- [Task objective]: Somewhere below is a line with "new geometry snapshot." and, later, a line with "lanes as usize"; repeat those two lines and all the lines between them, exactly as they are.

- [Extracted records]:
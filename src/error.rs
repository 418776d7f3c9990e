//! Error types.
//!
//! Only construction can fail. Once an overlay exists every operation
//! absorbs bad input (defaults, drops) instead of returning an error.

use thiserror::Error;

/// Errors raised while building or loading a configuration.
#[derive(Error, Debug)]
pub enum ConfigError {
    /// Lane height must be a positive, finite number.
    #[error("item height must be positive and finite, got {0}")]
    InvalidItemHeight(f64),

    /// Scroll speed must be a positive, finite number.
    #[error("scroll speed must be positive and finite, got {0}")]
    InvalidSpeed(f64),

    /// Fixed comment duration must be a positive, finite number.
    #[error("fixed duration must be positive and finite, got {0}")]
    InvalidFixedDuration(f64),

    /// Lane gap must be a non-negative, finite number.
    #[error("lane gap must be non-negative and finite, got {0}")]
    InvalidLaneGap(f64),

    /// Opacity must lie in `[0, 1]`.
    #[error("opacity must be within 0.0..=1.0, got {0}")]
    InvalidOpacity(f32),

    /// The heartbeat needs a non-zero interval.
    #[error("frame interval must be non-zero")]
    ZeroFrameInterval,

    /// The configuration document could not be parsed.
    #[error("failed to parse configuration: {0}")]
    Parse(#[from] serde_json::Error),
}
==
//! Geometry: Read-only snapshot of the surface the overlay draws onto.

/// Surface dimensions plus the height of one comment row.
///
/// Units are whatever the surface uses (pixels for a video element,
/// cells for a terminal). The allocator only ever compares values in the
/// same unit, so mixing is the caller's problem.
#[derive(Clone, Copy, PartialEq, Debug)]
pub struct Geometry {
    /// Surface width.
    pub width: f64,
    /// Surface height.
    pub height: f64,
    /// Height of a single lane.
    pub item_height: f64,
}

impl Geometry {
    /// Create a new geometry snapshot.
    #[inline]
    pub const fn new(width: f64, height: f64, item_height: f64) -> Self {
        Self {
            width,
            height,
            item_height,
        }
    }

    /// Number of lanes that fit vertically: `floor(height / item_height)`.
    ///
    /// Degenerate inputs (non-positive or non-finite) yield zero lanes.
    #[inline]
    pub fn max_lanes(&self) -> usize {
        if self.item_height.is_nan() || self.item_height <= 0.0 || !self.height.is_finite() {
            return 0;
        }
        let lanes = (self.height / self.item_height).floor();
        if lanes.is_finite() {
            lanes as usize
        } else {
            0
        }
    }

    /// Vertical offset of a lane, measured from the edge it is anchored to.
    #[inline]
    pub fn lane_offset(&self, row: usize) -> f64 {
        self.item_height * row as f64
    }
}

- [Expected answer]:
    /// Create a new geometry snapshot.
    #[inline]
    pub const fn new(width: f64, height: f64, item_height: f64) -> Self {
        Self {
            width,
            height,
            item_height,
        }
    }

    /// Number of lanes that fit vertically: `floor(height / item_height)`.
    ///
    /// Degenerate inputs (non-positive or non-finite) yield zero lanes.
    #[inline]
    pub fn max_lanes(&self) -> usize {
        if self.item_height.is_nan() || self.item_height <= 0.0 || !self.height.is_finite() {
            return 0;
        }
        let lanes = (self.height / self.item_height).floor();
        if lanes.is_finite() {
            lanes as usize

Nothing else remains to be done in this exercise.